[RASMB] downward sloping baselines or "i no longer have much hair

Borries Demeler demeler at biochem.uthscsa.edu
Mon Sep 17 19:28:29 PDT 2007 

> I have checked the RASMB archives and there does not seem to be anything 
> on this particular subject.
> The problem is not the XL-I; the problem is an overly complex sample and 
> reference.
> 
> The sample contains a protein that absorbs at 290 nm as well as a ligand 
> that absorbs at 290 nm.
> The reference contains just the  ligand. Both are in matching buffers.
> 
> The first scan: The baseline absorbance starts below zero and becomes 
> more negative at higher radius.
> Scan 100: The sample has almost sedimented completely giving the 
> baseline absorbance what appears to be a "bow".
> Scan 200: The sample has sedimented completely and the absorbance is 
> well below zero. It is more negative at high radius than low radius.
> 
> The problem is clearly the sample. I have not run the "control" in which 
> the sample compartment contains no protein but does contain ligand; 
> reference compartment contains no ligand.
> 
> This problem must have come up in the past. Needless to say, all 
> analyses are feasible but they are not likely to be correct. I'm at 
> wits' end.
> 
> thanks for any help you can give. i am attaching an xlgraph of the three 
> scans.
> jack kornblatt

Hi Jack,

I would try to run the sample + ligand against water or nonabsorbing
buffer in the reference cell. Then you can see both ligand, protein and
ligand-protein complex sediment together and you can analyze the mixture.

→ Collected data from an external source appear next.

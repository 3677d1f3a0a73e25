//! Response shapes returned by the REST API and the `skt` CLI.
//!
//! These structs define the `data` payload of the `{success, data}` envelope
//! for list, detail, dashboard, import, and job-acknowledgement endpoints.

use chrono::{DateTime, Utc};
use schemars::JsonSchema;
use serde::{Deserialize, Serialize};

use crate::entities::{Beneficiary, PlacementRecord, ProgressRecord};
use crate::enums::{BeneficiaryStatus, EvidenceStatus, ExportFormat, FundingRuleType};

// ---------------------------------------------------------------------------
// Paging
// ---------------------------------------------------------------------------

/// Page position reported alongside list results.
#[derive(Debug, Clone, Copy, Serialize, Deserialize, JsonSchema, PartialEq, Eq)]
pub struct Pagination {
    pub current: u32,
    pub pages: u32,
    pub total: u64,
}

impl Pagination {
    /// `pages = ceil(total / limit)`. A zero limit yields zero pages.
    #[must_use]
    pub fn new(current: u32, limit: u32, total: u64) -> Self {
        let pages = if limit == 0 {
            0
        } else {
            u32::try_from(total.div_ceil(u64::from(limit))).unwrap_or(u32::MAX)
        };
        Self {
            current,
            pages,
            total,
        }
    }
}

/// Requested page of a list endpoint. `page` is 1-based.
#[derive(Debug, Clone, Copy, PartialEq, Eq)]
pub struct PageRequest {
    pub page: u32,
    pub limit: u32,
}

impl PageRequest {
    /// Clamp raw query values: page at least 1, limit within `1..=max_limit`.
    #[must_use]
    pub fn clamped(page: Option<u32>, limit: Option<u32>, default_limit: u32, max_limit: u32) -> Self {
        let max_limit = max_limit.max(1);
        Self {
            page: page.unwrap_or(1).max(1),
            limit: limit.unwrap_or(default_limit).clamp(1, max_limit),
        }
    }

    /// Row offset for SQL `OFFSET`.
    #[must_use]
    pub fn offset(self) -> u64 {
        u64::from(self.page.saturating_sub(1)) * u64::from(self.limit)
    }
}

/// One page of results.
#[derive(Debug, Clone, Serialize, Deserialize, PartialEq)]
pub struct Page<T> {
    pub items: Vec<T>,
    pub pagination: Pagination,
}

// ---------------------------------------------------------------------------
// Beneficiaries
// ---------------------------------------------------------------------------

/// A beneficiary with its progress record and latest placement.
#[derive(Debug, Clone, Serialize, Deserialize, JsonSchema, PartialEq)]
pub struct BeneficiaryDetail {
    #[serde(flatten)]
    pub beneficiary: Beneficiary,
    pub progress_record: Option<ProgressRecord>,
    pub placement_record: Option<PlacementRecord>,
}

/// A CSV row that could not be imported.
#[derive(Debug, Clone, Serialize, Deserialize, JsonSchema, PartialEq, Eq)]
pub struct ImportRowError {
    /// 1-based data row number (the header is not counted).
    pub row: u64,
    pub error: String,
    /// The row as parsed, keyed by header.
    pub data: serde_json::Map<String, serde_json::Value>,
}

/// Outcome of a CSV beneficiary import.
#[derive(Debug, Clone, Default, Serialize, Deserialize, JsonSchema, PartialEq, Eq)]
pub struct ImportReport {
    pub total: u64,
    pub successful: u64,
    pub failed: u64,
    pub errors: Vec<ImportRowError>,
}

// ---------------------------------------------------------------------------
// Impact
// ---------------------------------------------------------------------------

/// A count measured against its target.
#[derive(Debug, Clone, Serialize, Deserialize, JsonSchema, PartialEq)]
pub struct KpiProgress {
    pub value: u64,
    pub target: f64,
    pub percentage: f64,
}

#[derive(Debug, Clone, Serialize, Deserialize, JsonSchema, PartialEq)]
pub struct MedianKpi {
    pub median: f64,
}

#[derive(Debug, Clone, Serialize, Deserialize, JsonSchema, PartialEq)]
pub struct ValueKpi {
    pub value: f64,
}

#[derive(Debug, Clone, Serialize, Deserialize, JsonSchema, PartialEq)]
pub struct DashboardKpis {
    pub trained: KpiProgress,
    pub certified: KpiProgress,
    pub placed: KpiProgress,
    pub skillscore_uplift: MedianKpi,
    pub median_ctc: ValueKpi,
}

#[derive(Debug, Clone, Serialize, Deserialize, JsonSchema, PartialEq, Eq)]
pub struct DistrictBreakdown {
    pub code: String,
    pub certified: u64,
    pub placed: u64,
}

#[derive(Debug, Clone, Serialize, Deserialize, JsonSchema, PartialEq, Eq)]
pub struct Breakdown {
    pub by_district: Vec<DistrictBreakdown>,
}

/// Enrolments on one calendar day (UTC).
#[derive(Debug, Clone, Serialize, Deserialize, JsonSchema, PartialEq, Eq)]
pub struct TrendPoint {
    /// `YYYY-MM-DD`.
    pub date: String,
    pub count: u64,
}

/// Response from `GET /api/impact/dashboard/{programmeId}`.
#[derive(Debug, Clone, Serialize, Deserialize, JsonSchema, PartialEq)]
pub struct Dashboard {
    pub period: String,
    pub kpis: DashboardKpis,
    pub breakdown: Breakdown,
    pub trends: Vec<TrendPoint>,
}

/// Projected payout of one active funding rule.
#[derive(Debug, Clone, Serialize, Deserialize, JsonSchema, PartialEq)]
pub struct CostLine {
    pub rule_type: FundingRuleType,
    pub amount_per_unit: f64,
    pub eligible_count: u64,
    pub total_potential: f64,
    pub currency: String,
}

/// Response from `GET /api/impact/cost-kpis/{programmeId}`.
#[derive(Debug, Clone, Serialize, Deserialize, JsonSchema, PartialEq)]
pub struct CostKpis {
    pub cost_breakdown: Vec<CostLine>,
    pub total_potential_cost: f64,
    pub currency: String,
}

/// Status counts of a programme's beneficiaries.
#[derive(Debug, Clone, Copy, Default, PartialEq, Eq)]
pub struct StatusCounts {
    pub enrolled: u64,
    pub training: u64,
    pub certified: u64,
    pub placed: u64,
    pub dropped: u64,
}

impl StatusCounts {
    pub fn add(&mut self, status: BeneficiaryStatus, count: u64) {
        match status {
            BeneficiaryStatus::Enrolled => self.enrolled += count,
            BeneficiaryStatus::Training => self.training += count,
            BeneficiaryStatus::Certified => self.certified += count,
            BeneficiaryStatus::Placed => self.placed += count,
            BeneficiaryStatus::Dropped => self.dropped += count,
        }
    }

    /// Training, certified, and placed learners together.
    #[must_use]
    pub const fn trained(&self) -> u64 {
        self.training + self.certified + self.placed
    }
}

// ---------------------------------------------------------------------------
// Jobs
// ---------------------------------------------------------------------------

/// Response from `POST /api/evidence/bundle/{programmeId}`.
#[derive(Debug, Clone, Serialize, Deserialize, JsonSchema, PartialEq, Eq)]
pub struct EvidenceRequested {
    pub bundle_id: String,
    pub status: EvidenceStatus,
    pub expires_at: DateTime<Utc>,
}

/// Response from `GET /api/evidence/download/{bundleId}`.
#[derive(Debug, Clone, Serialize, Deserialize, JsonSchema, PartialEq, Eq)]
pub struct EvidenceDownload {
    pub download_url: String,
    pub expires_at: DateTime<Utc>,
    pub download_count: u32,
}

/// Response from `GET /api/exports/download/{jobId}`.
#[derive(Debug, Clone, Serialize, Deserialize, JsonSchema, PartialEq, Eq)]
pub struct ExportDownload {
    pub download_url: String,
    pub file_path: String,
    pub format: ExportFormat,
}

#[cfg(test)]
mod tests {
    use super::*;
    use pretty_assertions::assert_eq;
    use rstest::rstest;

    #[rstest]
    #[case(1, 10, 0, 0)]
    #[case(1, 10, 10, 1)]
    #[case(2, 10, 11, 2)]
    #[case(1, 20, 45, 3)]
    #[case(1, 0, 5, 0)]
    fn pagination_pages(
        #[case] current: u32,
        #[case] limit: u32,
        #[case] total: u64,
        #[case] pages: u32,
    ) {
        let p = Pagination::new(current, limit, total);
        assert_eq!(p.pages, pages);
        assert_eq!(p.total, total);
    }

    #[test]
    fn page_request_clamps() {
        let req = PageRequest::clamped(Some(0), Some(500), 20, 100);
        assert_eq!(req, PageRequest { page: 1, limit: 100 });
        let req = PageRequest::clamped(None, Some(0), 20, 100);
        assert_eq!(req.limit, 1);
        let req = PageRequest::clamped(None, None, 20, 100);
        assert_eq!(req.limit, 20);
    }

    #[test]
    fn page_request_offset() {
        assert_eq!(PageRequest { page: 3, limit: 10 }.offset(), 20);
        assert_eq!(PageRequest { page: 1, limit: 10 }.offset(), 0);
    }

    #[test]
    fn status_counts_trained() {
        let mut counts = StatusCounts::default();
        counts.add(BeneficiaryStatus::Enrolled, 4);
        counts.add(BeneficiaryStatus::Training, 3);
        counts.add(BeneficiaryStatus::Certified, 2);
        counts.add(BeneficiaryStatus::Placed, 1);
        assert_eq!(counts.trained(), 6);
    }

    #[test]
    fn import_row_error_shape() {
        let mut data = serde_json::Map::new();
        data.insert("cohort_code".into(), "C1".into());
        let err = ImportRowError {
            row: 3,
            error: "learner_id is required".into(),
            data,
        };
        let json = serde_json::to_value(&err).unwrap();
        assert_eq!(
            json,
            serde_json::json!({"row": 3, "error": "learner_id is required", "data": {"cohort_code": "C1"}})
        );
    }
}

It looks like your free ligand in the reference is sedimenting slowly and
is building up an equilibrium gradient which absorbs significantly towards
the bottom of the cell, and in the sample channel it has bound mostly
to the protein, and therefore doesn't build up a shallow equilibrium
gradient. When the reference is subtracted from the sample channel,
it absorbs enough to cause a negative absorbance. Since the ligand is 
mostly bound and sequestered in complex, it sediments much faster 
and the XLA is subtracting apples from oranges.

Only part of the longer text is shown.